以前、とある落語会のお席亭に「一度、談春さんでお囃子入りのネタを聞いてみたいです」とリクエストしたことがあったのだけれど、その時はその願いは叶わなかった。で。今回1回だけで決めてしまうのは早計かもしれないけれど、談春さんの落語は、お囃子入りじゃなくていいかも・・・。談春さんの口演だけで、十二分に雰囲気が伝わってくるものねぇ。いや、でも「掛取漫才」とか「二階ぞめき」なんかを、お囃子入りで聞いてみたいという希望はあるわけで、やっぱり、また、違うネタでやってみてくださ〜い!
で、今度こそ仲入り。
最後の1席は、何をやるか決めていないと、1席目のマクラでおっしゃってまして、ここで登場しても「まだ、決めていない」と。まずは、「小猿」の導入部分を大胆にカットしてやってみたというところから、「カッコイイ噺をやる方が、面白い噺をするより楽なんですよ」と、これは談春さんじゃないと、ちょっと言えないかも(というか、談春節ですな・・・)。談志師匠が若い頃にやったのを聞いて「こんなカッコイイ噺、どうして誰もやらないんだろう?」と思ったのが、このネタを覚えるきっかけだったとか。それから、末広亭の余一会の感想などをいろいろ。で、お客様が良かった、とかつまらなかったとか、上手いとか、下手とか言うのとは別の次元で、噺家じゃないとわからないスゴさみたいなのって、あるんじゃないか?とおっしゃっていたのは、なんとなく納得がいく。たぶん、今、わたしがあの方(談春さんがお名前を挙げた方)の落語を聞いても、その凄さって感じられないかも???という気がしてますです、はい。他にも、いろいろと爆笑の話題などあって、最後の1席は「紙入れ」。なんか、久しぶりに色っぽいおかみさん(女性)が出て来るネタを聞いた気がする。やっぱり、こういう女性が出てくるネタ、上手いよなぁと思う。途中、旦那が帰ってきたのであわてて飛び出した新さんが、紙入れを忘れてきた事に気付いたところが、すっごく面白かった。ああいうリアクション、初めてだ。これ、すごくよかったです。あと、翌朝、おっかなびっくり旦那の家に行ってモジモジしている時に、旦那から言いたいことがあるんなら、言えと迫られて、それでもモジモジしているところへ「じゃあ、俺の方はお前に言いたいことがある」って言って「本の続きをなんで持って来ないんだ」と怒られるところあたりが、わたしとしては、非常に面白かった。
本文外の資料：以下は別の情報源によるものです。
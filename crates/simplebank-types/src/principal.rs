//! Authenticated caller identity

use serde::{Deserialize, Serialize};
use uuid::Uuid;

/// The user on whose behalf a service call runs
#[derive(Debug, Clone, Copy, PartialEq, Eq, Hash, Serialize, Deserialize)]
pub struct Principal {
    pub user_id: Uuid,
}

impl Principal {
    pub fn new(user_id: Uuid) -> Self {
        Self { user_id }
    }

    pub fn owns(&self, user_id: Uuid) -> bool {
        self.user_id == user_id
    }
}
//! PostgreSQL repository
//!
//! Balance changes follow one pattern: begin, lock the account rows with
//! `SELECT ... FOR UPDATE` in ascending id order, check, update, journal,
//! commit. Dropping an uncommitted transaction rolls it back, so a cancelled
//! request leaves nothing behind.

use async_trait::async_trait;
use chrono::{DateTime, Utc};
use rust_decimal::Decimal;
use simplebank_types::{Account, Card, Installment, JournalEntry, Loan, User};
use sqlx::{PgConnection, PgPool};
use std::collections::{BTreeMap, BTreeSet, HashMap};
use uuid::Uuid;

use crate::models::{to_i32, DbAccount, DbCard, DbLoan, DbLoanPayment, DbTransaction, DbUser};
use crate::{DbError, DbResult, Posting, Repository};

const ACCOUNT_COLUMNS: &str = "id, user_id, number, balance, created_at";
const CARD_COLUMNS: &str =
    "id, account_id, pan_encrypted, cvv_hash, expiry_month, expiry_year, hmac, created_at";
const LOAN_COLUMNS: &str = "id, user_id, account_id, principal, annual_rate, term_months, \
     start_date, remaining_principal, created_at";
const PAYMENT_COLUMNS: &str =
    "loan_id, idx, due_date, amount, interest_part, principal_part, penalty, paid";
const TRANSACTION_COLUMNS: &str =
    "id, from_account_id, to_account_id, amount, occurred_at, kind, description";

/// Repository backed by a PostgreSQL pool
#[derive(Clone)]
pub struct PgRepository {
    pool: PgPool,
}

impl PgRepository {
    pub fn new(pool: PgPool) -> Self {
        Self { pool }
    }

    pub fn pool(&self) -> &PgPool {
        &self.pool
    }

    async fn schedule_for(&self, loan_ids: &[Uuid]) -> DbResult<HashMap<Uuid, Vec<Installment>>> {
        let rows = sqlx::query_as::<_, DbLoanPayment>(&format!(
            "SELECT {} FROM loan_payments WHERE loan_id = ANY($1) ORDER BY loan_id, idx",
            PAYMENT_COLUMNS
        ))
        .bind(loan_ids)
        .fetch_all(&self.pool)
        .await?;

        let mut schedules: HashMap<Uuid, Vec<Installment>> = HashMap::new();
        for row in rows {
            let installment = Installment::try_from(row)?;
            schedules.entry(installment.loan_id).or_default().push(installment);
        }
        Ok(schedules)
    }
}

/// Lock one account row for the rest of the transaction
async fn lock_account(conn: &mut PgConnection, id: Uuid) -> DbResult<DbAccount> {
    sqlx::query_as::<_, DbAccount>(&format!(
        "SELECT {} FROM accounts WHERE id = $1 FOR UPDATE",
        ACCOUNT_COLUMNS
    ))
    .bind(id)
    .fetch_optional(conn)
    .await?
    .ok_or_else(|| DbError::NotFound(format!("Account {}", id)))
}

async fn change_balance(conn: &mut PgConnection, id: Uuid, delta: Decimal) -> DbResult<DbAccount> {
    let account = sqlx::query_as::<_, DbAccount>(&format!(
        "UPDATE accounts SET balance = balance + $2 WHERE id = $1 RETURNING {}",
        ACCOUNT_COLUMNS
    ))
    .bind(id)
    .bind(delta)
    .fetch_one(conn)
    .await?;
    Ok(account)
}

async fn insert_transaction(conn: &mut PgConnection, entry: &JournalEntry) -> DbResult<()> {
    sqlx::query(
        r#"
        INSERT INTO transactions
            (id, from_account_id, to_account_id, amount, occurred_at, kind, description)
        VALUES ($1, $2, $3, $4, $5, $6, $7)
        "#,
    )
    .bind(entry.id)
    .bind(entry.from_account_id)
    .bind(entry.to_account_id)
    .bind(entry.amount)
    .bind(entry.timestamp)
    .bind(entry.kind.as_str())
    .bind(&entry.description)
    .execute(conn)
    .await?;
    Ok(())
}

fn map_unique_violation(e: sqlx::Error, what: &str) -> DbError {
    if let sqlx::Error::Database(ref db_err) = e {
        if db_err.is_unique_violation() {
            let detail = db_err.constraint().unwrap_or(what).to_string();
            return DbError::Duplicate(detail);
        }
    }
    DbError::Query(e)
}
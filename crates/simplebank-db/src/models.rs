//! Database models - mapped from PostgreSQL tables

use chrono::{DateTime, Utc};
use rust_decimal::Decimal;
use simplebank_types::{Account, Card, Installment, JournalEntry, Loan, TypesError, User};
use sqlx::FromRow;
use uuid::Uuid;

use crate::{DbError, DbResult};

fn to_u32(field: &'static str, value: i32) -> DbResult<u32> {
    u32::try_from(value).map_err(|_| {
        DbError::from(TypesError::OutOfRange {
            field,
            value: i64::from(value),
        })
    })
}

pub(crate) fn to_i32(field: &'static str, value: u32) -> DbResult<i32> {
    i32::try_from(value).map_err(|_| {
        DbError::InvalidInput(format!("{} out of range: {}", field, value))
    })
}

// ============================================================================
// Users & Accounts
// ============================================================================

#[derive(Debug, Clone, FromRow)]
pub struct DbUser {
    pub id: Uuid,
    pub username: String,
    pub email: String,
    pub password_hash: String,
    pub created_at: DateTime<Utc>,
}

impl From<DbUser> for User {
    fn from(row: DbUser) -> Self {
        User {
            id: row.id,
            username: row.username,
            email: row.email,
            password_hash: row.password_hash,
            created_at: row.created_at,
        }
    }
}

#[derive(Debug, Clone, FromRow)]
pub struct DbAccount {
    pub id: Uuid,
    pub user_id: Uuid,
    pub number: String,
    pub balance: Decimal,
    pub created_at: DateTime<Utc>,
}

impl From<DbAccount> for Account {
    fn from(row: DbAccount) -> Self {
        Account {
            id: row.id,
            user_id: row.user_id,
            number: row.number,
            balance: row.balance,
            created_at: row.created_at,
        }
    }
}

// ============================================================================
// Cards
// ============================================================================

#[derive(Debug, Clone, FromRow)]
pub struct DbCard {
    pub id: Uuid,
    pub account_id: Uuid,
    pub pan_encrypted: String,
    pub cvv_hash: String,
    pub expiry_month: i32,
    pub expiry_year: i32,
    pub hmac: String,
    pub created_at: DateTime<Utc>,
}

impl TryFrom<DbCard> for Card {
    type Error = DbError;

    fn try_from(row: DbCard) -> DbResult<Self> {
        Ok(Card {
            id: row.id,
            account_id: row.account_id,
            pan_encrypted: row.pan_encrypted,
            cvv_hash: row.cvv_hash,
            expiry_month: to_u32("expiry_month", row.expiry_month)?,
            expiry_year: row.expiry_year,
            hmac: row.hmac,
            created_at: row.created_at,
        })
    }
}

// ============================================================================
// Loans
// ============================================================================

#[derive(Debug, Clone, FromRow)]
pub struct DbLoan {
    pub id: Uuid,
    pub user_id: Uuid,
    pub account_id: Uuid,
    pub principal: Decimal,
    pub annual_rate: Decimal,
    pub term_months: i32,
    pub start_date: DateTime<Utc>,
    pub remaining_principal: Decimal,
    pub created_at: DateTime<Utc>,
}

impl DbLoan {
    /// Attach an already-ordered schedule
    pub fn into_loan(self, schedule: Vec<Installment>) -> DbResult<Loan> {
        Ok(Loan {
            id: self.id,
            user_id: self.user_id,
            account_id: self.account_id,
            principal: self.principal,
            annual_rate: self.annual_rate,
            term_months: to_u32("term_months", self.term_months)?,
            start_date: self.start_date,
            remaining_principal: self.remaining_principal,
            schedule,
            created_at: self.created_at,
        })
    }
}

/// A row of `loan_payments`
#[derive(Debug, Clone, FromRow)]
pub struct DbLoanPayment {
    pub loan_id: Uuid,
    pub idx: i32,
    pub due_date: DateTime<Utc>,
    pub amount: Decimal,
    pub interest_part: Decimal,
    pub principal_part: Decimal,
    pub penalty: Decimal,
    pub paid: bool,
}

impl TryFrom<DbLoanPayment> for Installment {
    type Error = DbError;

    fn try_from(row: DbLoanPayment) -> DbResult<Self> {
        Ok(Installment {
            loan_id: row.loan_id,
            idx: to_u32("idx", row.idx)?,
            due_date: row.due_date,
            amount: row.amount,
            interest_part: row.interest_part,
            principal_part: row.principal_part,
            penalty: row.penalty,
            paid: row.paid,
        })
    }
}

// ============================================================================
// Journal
// ============================================================================

#[derive(Debug, Clone, FromRow)]
pub struct DbTransaction {
    pub id: Uuid,
    pub from_account_id: Option<Uuid>,
    pub to_account_id: Option<Uuid>,
    pub amount: Decimal,
    pub occurred_at: DateTime<Utc>,
    pub kind: String,
    pub description: String,
}

impl TryFrom<DbTransaction> for JournalEntry {
    type Error = DbError;

    fn try_from(row: DbTransaction) -> DbResult<Self> {
        Ok(JournalEntry {
            id: row.id,
            from_account_id: row.from_account_id,
            to_account_id: row.to_account_id,
            amount: row.amount,
            timestamp: row.occurred_at,
            kind: row.kind.parse()?,
            description: row.description,
        })
    }
}

#[cfg(test)]
mod tests {
    use super::*;
    use rust_decimal_macros::dec;

    #[test]
    fn test_unknown_kind_is_decode_error() {
        let row = DbTransaction {
            id: Uuid::new_v4(),
            from_account_id: None,
            to_account_id: Some(Uuid::new_v4()),
            amount: dec!(5),
            occurred_at: Utc::now(),
            kind: "chargeback".to_string(),
            description: String::new(),
        };
        assert!(matches!(JournalEntry::try_from(row), Err(DbError::Decode(_))));
    }

    #[test]
    fn test_negative_idx_rejected() {
        let row = DbLoanPayment {
            loan_id: Uuid::new_v4(),
            idx: -1,
            due_date: Utc::now(),
            amount: dec!(1),
            interest_part: dec!(0),
            principal_part: dec!(1),
            penalty: dec!(0),
            paid: false,
        };
        assert!(Installment::try_from(row).is_err());
    }
}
その後、旦那から「意見をしてやれ」と言われておかみさんが「これは、あくまでもあたしの考えですけどね」と断って、紙入れはちゃんと引き出しにしまったからと言う前に、新さんに向かって目配せをするところが、すんごく色っぽくて、でもおかしくて「ああ、これですよ、これ」と思ったのだった。
かえすがえすも「小猿七之助」が、残念。たぶん、下手側のお客さまとかは、あまり気にならなかったのでしょうがねぇ・・・。とても楽しみにしていた「小猿」だけに、ああ・・・。
ちなみに、今日も福田和也さんが、客席にいらしてました。ほんとに、惚れられちゃったのね・・・。
あと、出囃子の話。これは、駆け出しの落語ファンとしては知らなかったことなので、ひとつ勉強になりました。それと、志ん生師匠と志ん朝師匠の幇間をめぐるエピソードとか、お馴染み圓楽師匠の爆笑ネタとか、後半戦の導入は落語版「ちょっといい話」で、またそういう話題を聞かせてくださいね(辛口批評?も含め)。